Tuesday, 26 August 2014

Hedgerow Jelly and Plum Jam

If you saw my post the other day about foraging, you will have gathered that over the weekend I was busy making jam. For me this is a new-found skill (I only started last Summer), but I have in Jane a skilled mentor who keeps me on the right track. It's just a pity that as a diabetic she can't eat the finished product, which is about 50% sugar!


I'm not going to describe the recipe for Hedgerow Jelly, because I wrote about it in detail this time last year, but if you want it you can find it HERE

Instead, I'll just show you some photos...
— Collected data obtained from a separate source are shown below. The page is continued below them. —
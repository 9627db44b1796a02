//! Outbound request pacing per exchange + credential pair

use std::collections::HashMap;
use std::sync::Mutex;
use std::time::Duration;

use tokio::time::{sleep_until, Instant};

use crate::common::types::Exchange;

/// Enforces a minimum spacing between outbound calls to the same
/// exchange+credential pair regardless of which worker is calling.
///
/// Each `acquire` reserves the next free send slot under the map lock and
/// then sleeps outside it, so concurrent callers queue up in FIFO slots
/// 100ms apart instead of stampeding the exchange.
#[derive(Debug)]
pub struct RequestPacer {
    min_interval: Duration,
    next_slot: Mutex<HashMap<PacerKey, Instant>>,
}

#[derive(Debug, Clone, PartialEq, Eq, Hash)]
struct PacerKey {
    exchange: Exchange,
    api_key: String,
}

impl RequestPacer {
    pub fn new(min_interval: Duration) -> Self {
        Self {
            min_interval,
            next_slot: Mutex::new(HashMap::new()),
        }
    }

    /// Wait until this caller's reserved slot arrives.
    pub async fn acquire(&self, exchange: Exchange, api_key: &str) {
        let slot = {
            let mut slots = self.next_slot.lock().expect("pacer lock poisoned");
            let key = PacerKey {
                exchange,
                api_key: api_key.to_string(),
            };
            let now = Instant::now();
            let slot = match slots.get(&key) {
                Some(reserved) if *reserved > now => *reserved,
                _ => now,
            };
            slots.insert(key, slot + self.min_interval);
            slot
        };
        sleep_until(slot).await;
    }
}

#[cfg(test)]
mod tests {
    use super::*;
    use std::sync::Arc;

    #[tokio::test(start_paused = true)]
    async fn test_spacing_enforced_per_key() {
        let pacer = RequestPacer::new(Duration::from_millis(100));

        let start = Instant::now();
        pacer.acquire(Exchange::Binance, "k1").await;
        assert_eq!(start.elapsed(), Duration::ZERO);

        pacer.acquire(Exchange::Binance, "k1").await;
        assert!(start.elapsed() >= Duration::from_millis(100));
    }

    #[tokio::test(start_paused = true)]
    async fn test_distinct_credentials_do_not_queue() {
        let pacer = RequestPacer::new(Duration::from_millis(100));

        let start = Instant::now();
        pacer.acquire(Exchange::Binance, "k1").await;
        pacer.acquire(Exchange::Binance, "k2").await;
        pacer.acquire(Exchange::Bybit, "k1").await;
        assert_eq!(start.elapsed(), Duration::ZERO);
    }

    #[tokio::test(start_paused = true)]
    async fn test_concurrent_callers_get_sequential_slots() {
        let pacer = Arc::new(RequestPacer::new(Duration::from_millis(100)));
        let start = Instant::now();

        let mut handles = Vec::new();
        for _ in 0..4 {
            let pacer = pacer.clone();
            handles.push(tokio::spawn(async move {
                pacer.acquire(Exchange::Okx, "shared").await;
                start.elapsed()
            }));
        }

        let mut elapsed: Vec<Duration> = Vec::new();
        for handle in handles {
            elapsed.push(handle.await.unwrap());
        }
        elapsed.sort();

        // Four callers spread over at least 300ms of slots.
        assert!(elapsed[3] >= Duration::from_millis(300));
    }
}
That huge pan of mixed fruit (Plums, Sloes, Blackberries, Elderberries, Apples) eventually made these three jars of Hedgerow Jelly:

Hedgerow Jelly
Having completed the Hedgerow Jelly I made the yellow plums seen below (about 1.8kgs) into a type of jam sometimes described as "Fruit Cheese" by boiling their sieved pulp with the pulp of a similar quantity of apples, and sugar. I used Preserving Sugar, which has some added pectin, to help the jam to set.

Wild yellow plums - very like Mirabelles


After finishing the Yellow Plum jam, I set about making some of the red plums into a chutney. This has a smaller proportion of sugar in it than jam, so I think Jane will be able to eat some of it.
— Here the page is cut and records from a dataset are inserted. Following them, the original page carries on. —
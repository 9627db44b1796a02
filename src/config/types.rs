//! Configuration types

use serde::{Deserialize, Serialize};

/// Main application configuration
#[derive(Debug, Clone, Default, Serialize, Deserialize)]
pub struct AppConfig {
    /// Signal detector settings
    #[serde(default)]
    pub detector: DetectorConfig,
    /// Broadcaster / feed server settings
    #[serde(default)]
    pub broadcast: BroadcastConfig,
    /// Exchange gateway policy settings
    #[serde(default)]
    pub gateway: GatewayConfig,
    /// General application settings
    #[serde(default)]
    pub settings: AppSettings,
}

/// EMA detector configuration
#[derive(Debug, Clone, Serialize, Deserialize)]
pub struct DetectorConfig {
    /// Fast EMA period
    #[serde(default = "default_fast_period")]
    pub fast_period: usize,
    /// Slow EMA period; also the minimum number of closes before seeding
    #[serde(default = "default_slow_period")]
    pub slow_period: usize,
    /// Candle polling cadence in seconds. Decoupled from the candle
    /// interval because exchanges return partially-formed current candles.
    #[serde(default = "default_poll_interval")]
    pub poll_interval_seconds: u64,
    /// Number of candles requested per poll
    #[serde(default = "default_candle_limit")]
    pub candle_limit: u32,
}

impl Default for DetectorConfig {
    fn default() -> Self {
        Self {
            fast_period: default_fast_period(),
            slow_period: default_slow_period(),
            poll_interval_seconds: default_poll_interval(),
            candle_limit: default_candle_limit(),
        }
    }
}

fn default_fast_period() -> usize {
    9
}

fn default_slow_period() -> usize {
    21
}

fn default_poll_interval() -> u64 {
    60
}

fn default_candle_limit() -> u32 {
    41
}

/// Broadcaster and feed-server configuration
#[derive(Debug, Clone, Serialize, Deserialize)]
pub struct BroadcastConfig {
    /// Bound per-connection outbound queue capacity
    #[serde(default = "default_queue_capacity")]
    pub queue_capacity: usize,
    /// Consecutive full-queue publishes tolerated before forced disconnect
    #[serde(default = "default_degraded_threshold")]
    pub degraded_threshold: u32,
    /// Keepalive ping interval in seconds
    #[serde(default = "default_keepalive_interval")]
    pub keepalive_interval_seconds: u64,
    /// Address the websocket feed server binds to
    #[serde(default = "default_bind_addr")]
    pub bind_addr: String,
}

impl Default for BroadcastConfig {
    fn default() -> Self {
        Self {
            queue_capacity: default_queue_capacity(),
            degraded_threshold: default_degraded_threshold(),
            keepalive_interval_seconds: default_keepalive_interval(),
            bind_addr: default_bind_addr(),
        }
    }
}

fn default_queue_capacity() -> usize {
    32
}

fn default_degraded_threshold() -> u32 {
    3
}

fn default_keepalive_interval() -> u64 {
    30
}

fn default_bind_addr() -> String {
    "0.0.0.0:9001".to_string()
}

/// Gateway retry and rate-limit policy
#[derive(Debug, Clone, Serialize, Deserialize)]
pub struct GatewayConfig {
    /// Per-request deadline in seconds
    #[serde(default = "default_request_timeout")]
    pub request_timeout_seconds: u64,
    /// Minimum spacing between calls to the same exchange+credential pair
    #[serde(default = "default_min_request_interval")]
    pub min_request_interval_ms: u64,
    /// Retry attempts per call (first try included)
    #[serde(default = "default_max_attempts")]
    pub max_attempts: u32,
    /// Initial retry backoff in milliseconds, doubling per attempt
    #[serde(default = "default_initial_backoff")]
    pub initial_backoff_ms: u64,
    /// Backoff cap in milliseconds
    #[serde(default = "default_max_backoff")]
    pub max_backoff_ms: u64,
}

impl Default for GatewayConfig {
    fn default() -> Self {
        Self {
            request_timeout_seconds: default_request_timeout(),
            min_request_interval_ms: default_min_request_interval(),
            max_attempts: default_max_attempts(),
            initial_backoff_ms: default_initial_backoff(),
            max_backoff_ms: default_max_backoff(),
        }
    }
}

fn default_request_timeout() -> u64 {
    10
}

fn default_min_request_interval() -> u64 {
    100
}

fn default_max_attempts() -> u32 {
    3
}

fn default_initial_backoff() -> u64 {
    200
}

fn default_max_backoff() -> u64 {
    2000
}

/// General application settings
#[derive(Debug, Clone, Serialize, Deserialize)]
pub struct AppSettings {
    /// Log level (trace, debug, info, warn, error)
    #[serde(default = "default_log_level")]
    pub log_level: String,
}

impl Default for AppSettings {
    fn default() -> Self {
        Self {
            log_level: default_log_level(),
        }
    }
}

fn default_log_level() -> String {
    "info".to_string()
}

#[cfg(test)]
mod tests {
    use super::*;

    #[test]
    fn test_defaults_match_policy() {
        let config = AppConfig::default();
        assert_eq!(config.detector.fast_period, 9);
        assert_eq!(config.detector.slow_period, 21);
        assert_eq!(config.broadcast.queue_capacity, 32);
        assert_eq!(config.gateway.min_request_interval_ms, 100);
        assert_eq!(config.gateway.max_attempts, 3);
        assert_eq!(config.gateway.initial_backoff_ms, 200);
        assert_eq!(config.gateway.max_backoff_ms, 2000);
    }

    #[test]
    fn test_partial_toml_fills_defaults() {
        let parsed: AppConfig =
            toml_like(r#"{"detector": {"fast_period": 12}, "settings": {"log_level": "debug"}}"#);
        assert_eq!(parsed.detector.fast_period, 12);
        assert_eq!(parsed.detector.slow_period, 21);
        assert_eq!(parsed.settings.log_level, "debug");
    }

    fn toml_like(json: &str) -> AppConfig {
        serde_json::from_str(json).unwrap()
    }
}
Wild red plums. I treated then as if they were Damsons
 The plums were cooked with some raisins and ground Ginger, in a spiced vinegar, and then de-stoned (easier said than done, please note!), and boiled with sugar and more spiced vinegar.

Making Chutney

The mixture is boiled until it goes thick and sticky.

The Plum Chutney after reduction

I'll be interested to see what the chutney is like when it cools, because the recipe I used makes something that is much more akin to a jam than to the traditional "Branston Pickle" type of chutney. It seems a lot thinner. Perhaps when it cools it sets hard....

The day's work

So there we are: 2 jars of Plum and Raisin Chutney; 3 jars of Hedgerow Jelly; and 12 and a half jars of Plum and Apple Jam.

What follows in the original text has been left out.